* [Task item]: Among the lines of the data, copy those that hold "RouteTable".

Items from a data source:
'''

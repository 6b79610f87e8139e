//! REST-backed implementation of the provider API.

mod credentials;
mod error;

pub use error::RestApiError;

use std::time::Duration;

use reqwest::{Client, Response, StatusCode};
use serde::Serialize;
use serde::de::DeserializeOwned;

use crate::api::{
    ApiFuture, CloudApi, InstanceDescription, PeeringConnection, PeeringFilter, PeeringRequest,
    RouteTable, StopOptions, Subnet, VpcDescription,
};
use crate::config::MezhaConfig;

const HTTP_TIMEOUT: Duration = Duration::from_secs(30);

/// Provider client speaking the network/compute HTTP+JSON API.
///
/// Endpoint layout is regional: every resource path is rooted at
/// `<base_url>/regions/<region>`.
#[derive(Clone, Debug)]
pub struct RestCloudApi {
    client: Client,
    base_url: String,
    region: String,
}

#[derive(Debug, serde::Deserialize)]
struct DeletionStatus {
    deleted: bool,
}

impl RestCloudApi {
    /// Builds a client from validated configuration, resolving credentials
    /// according to the configured mode.
    ///
    /// # Errors
    ///
    /// Returns [`RestApiError::Config`] when the configuration is invalid,
    /// [`RestApiError::Credentials`] when no usable credential source can be
    /// established, and [`RestApiError::Http`] when the HTTP client cannot
    /// be constructed.
    pub fn new(config: &MezhaConfig, region: impl Into<String>) -> Result<Self, RestApiError> {
        config.validate()?;
        let mode = config.credential_mode()?;
        let headers = credentials::auth_headers(&mode)?;
        let client = Client::builder()
            .timeout(HTTP_TIMEOUT)
            .default_headers(headers)
            .build()
            .map_err(RestApiError::from)?;
        Ok(Self {
            client,
            base_url: config.api_base_url.trim_end_matches('/').to_owned(),
            region: region.into(),
        })
    }

    fn url(&self, path: &str) -> String {
        format!("{}/regions/{}/{path}", self.base_url, self.region)
    }

    async fn check(response: Response) -> Result<Response, RestApiError> {
        let status = response.status();
        if status.is_success() {
            return Ok(response);
        }
        let message = response.text().await.unwrap_or_default();
        Err(RestApiError::Api {
            status: status.as_u16(),
            message,
        })
    }

    async fn get_json<T: DeserializeOwned>(
        &self,
        path: &str,
        query: &[(&str, String)],
    ) -> Result<T, RestApiError> {
        let response = self
            .client
            .get(self.url(path))
            .query(query)
            .send()
            .await
            .map_err(RestApiError::from)?;
        Self::check(response)
            .await?
            .json::<T>()
            .await
            .map_err(RestApiError::from)
    }

    async fn get_json_optional<T: DeserializeOwned>(
        &self,
        path: &str,
    ) -> Result<Option<T>, RestApiError> {
        let response = self
            .client
            .get(self.url(path))
            .send()
            .await
            .map_err(RestApiError::from)?;
        if response.status() == StatusCode::NOT_FOUND {
            return Ok(None);
        }
        Self::check(response)
            .await?
            .json::<T>()
            .await
            .map(Some)
            .map_err(RestApiError::from)
    }

    async fn post_json<B: Serialize + Sync, T: DeserializeOwned>(
        &self,
        path: &str,
        body: &B,
        query: &[(&str, String)],
    ) -> Result<T, RestApiError> {
        let response = self
            .client
            .post(self.url(path))
            .query(query)
            .json(body)
            .send()
            .await
            .map_err(RestApiError::from)?;
        Self::check(response)
            .await?
            .json::<T>()
            .await
            .map_err(RestApiError::from)
    }

    async fn post_empty<T: DeserializeOwned>(
        &self,
        path: &str,
        query: &[(&str, String)],
    ) -> Result<T, RestApiError> {
        let response = self
            .client
            .post(self.url(path))
            .query(query)
            .send()
            .await
            .map_err(RestApiError::from)?;
        Self::check(response)
            .await?
            .json::<T>()
            .await
            .map_err(RestApiError::from)
    }

    async fn delete_checked(
        &self,
        path: &str,
        query: &[(&str, String)],
    ) -> Result<Response, RestApiError> {
        let response = self
            .client
            .delete(self.url(path))
            .query(query)
            .send()
            .await
            .map_err(RestApiError::from)?;
        Self::check(response).await
    }
}

fn dry_run_query(dry_run: bool) -> Vec<(&'static str, String)> {
    vec![("dry_run", dry_run.to_string())]
}

impl CloudApi for RestCloudApi {
    type Error = RestApiError;

    fn describe_vpc<'a>(&'a self, vpc_id: &'a str) -> ApiFuture<'a, VpcDescription, RestApiError> {
        Box::pin(async move { self.get_json(&format!("vpcs/{vpc_id}"), &[]).await })
    }

    fn list_route_tables<'a>(
        &'a self,
        vpc_id: &'a str,
        dry_run: bool,
    ) -> ApiFuture<'a, Vec<RouteTable>, RestApiError> {
        Box::pin(async move {
            self.get_json(
                &format!("vpcs/{vpc_id}/route-tables"),
                &dry_run_query(dry_run),
            )
            .await
        })
    }

    fn delete_route<'a>(
        &'a self,
        route_table_id: &'a str,
        destination: &'a str,
        dry_run: bool,
    ) -> ApiFuture<'a, (), RestApiError> {
        Box::pin(async move {
            let mut query = dry_run_query(dry_run);
            query.push(("destination", destination.to_owned()));
            self.delete_checked(&format!("route-tables/{route_table_id}/routes"), &query)
                .await?;
            Ok(())
        })
    }

    fn list_subnets<'a>(
        &'a self,
        vpc_id: &'a str,
        dry_run: bool,
    ) -> ApiFuture<'a, Vec<Subnet>, RestApiError> {
        Box::pin(async move {
            self.get_json(&format!("vpcs/{vpc_id}/subnets"), &dry_run_query(dry_run))
                .await
        })
    }

    fn describe_peering_connections<'a>(
        &'a self,
        filter: &'a PeeringFilter,
        dry_run: bool,
    ) -> ApiFuture<'a, Vec<PeeringConnection>, RestApiError> {
        Box::pin(async move {
            let mut query = dry_run_query(dry_run);
            if let Some(requester) = &filter.requester_vpc_id {
                query.push(("requester_vpc_id", requester.clone()));
            }
            if let Some(accepter) = &filter.accepter_vpc_id {
                query.push(("accepter_vpc_id", accepter.clone()));
            }
            self.get_json("peering-connections", &query).await
        })
    }

    fn describe_peering_connection<'a>(
        &'a self,
        connection_id: &'a str,
    ) -> ApiFuture<'a, Option<PeeringConnection>, RestApiError> {
        Box::pin(async move {
            self.get_json_optional(&format!("peering-connections/{connection_id}"))
                .await
        })
    }

    fn request_peering_connection<'a>(
        &'a self,
        request: &'a PeeringRequest,
        dry_run: bool,
    ) -> ApiFuture<'a, PeeringConnection, RestApiError> {
        Box::pin(async move {
            self.post_json("peering-connections", request, &dry_run_query(dry_run))
                .await
        })
    }

    fn accept_peering_connection<'a>(
        &'a self,
        connection_id: &'a str,
        dry_run: bool,
    ) -> ApiFuture<'a, PeeringConnection, RestApiError> {
        Box::pin(async move {
            self.post_empty(
                &format!("peering-connections/{connection_id}/accept"),
                &dry_run_query(dry_run),
            )
            .await
        })
    }

    fn delete_peering_connection<'a>(
        &'a self,
        connection_id: &'a str,
        dry_run: bool,
    ) -> ApiFuture<'a, bool, RestApiError> {
        Box::pin(async move {
            let response = self
                .delete_checked(
                    &format!("peering-connections/{connection_id}"),
                    &dry_run_query(dry_run),
                )
                .await?;
            let status: DeletionStatus = response.json().await.map_err(RestApiError::from)?;
            Ok(status.deleted)
        })
    }

    fn describe_instance<'a>(
        &'a self,
        instance_id: &'a str,
    ) -> ApiFuture<'a, Option<InstanceDescription>, RestApiError> {
        Box::pin(async move {
            self.get_json_optional(&format!("instances/{instance_id}"))
                .await
        })
    }

    fn stop_instance<'a>(
        &'a self,
        instance_id: &'a str,
        options: StopOptions,
        dry_run: bool,
    ) -> ApiFuture<'a, (), RestApiError> {
        Box::pin(async move {
            let response = self
                .client
                .post(self.url(&format!("instances/{instance_id}/stop")))
                .query(&dry_run_query(dry_run))
                .json(&options)
                .send()
                .await
                .map_err(RestApiError::from)?;
            Self::check(response).await?;
            Ok(())
        })
    }

    fn start_instance<'a>(
        &'a self,
        instance_id: &'a str,
        dry_run: bool,
    ) -> ApiFuture<'a, (), RestApiError> {
        Box::pin(async move {
            let response = self
                .client
                .post(self.url(&format!("instances/{instance_id}/start")))
                .query(&dry_run_query(dry_run))
                .send()
                .await
                .map_err(RestApiError::from)?;
            Self::check(response).await?;
            Ok(())
        })
    }
}

#[cfg(test)]
mod tests {
    use super::*;
    use crate::test_support::sample_config;

    #[test]
    fn url_is_rooted_at_the_regional_prefix() {
        let api = RestCloudApi::new(&sample_config(), "us-east-1")
            .unwrap_or_else(|err| panic!("client should build: {err}"));
        assert_eq!(
            api.url("vpcs/vpc-123"),
            "https://api.example.test/v1/regions/us-east-1/vpcs/vpc-123"
        );
    }

    #[test]
    fn base_url_trailing_slash_is_normalized() {
        let config = MezhaConfig {
            api_base_url: String::from("https://api.example.test/v1/"),
            ..sample_config()
        };
        let api = RestCloudApi::new(&config, "us-east-1")
            .unwrap_or_else(|err| panic!("client should build: {err}"));
        assert_eq!(
            api.url("subnets"),
            "https://api.example.test/v1/regions/us-east-1/subnets"
        );
    }

    #[test]
    fn missing_credentials_fail_construction() {
        let config = MezhaConfig {
            access_key: None,
            secret_key: None,
            ..sample_config()
        };
        let error = RestCloudApi::new(&config, "us-east-1")
            .expect_err("construction should fail without credentials");
        assert!(matches!(error, RestApiError::Credentials { .. }));
    }
}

'''

* [Exercise output]:
    RouteTable, StopOptions, Subnet, VpcDescription,
    ) -> ApiFuture<'a, Vec<RouteTable>, RestApiError> {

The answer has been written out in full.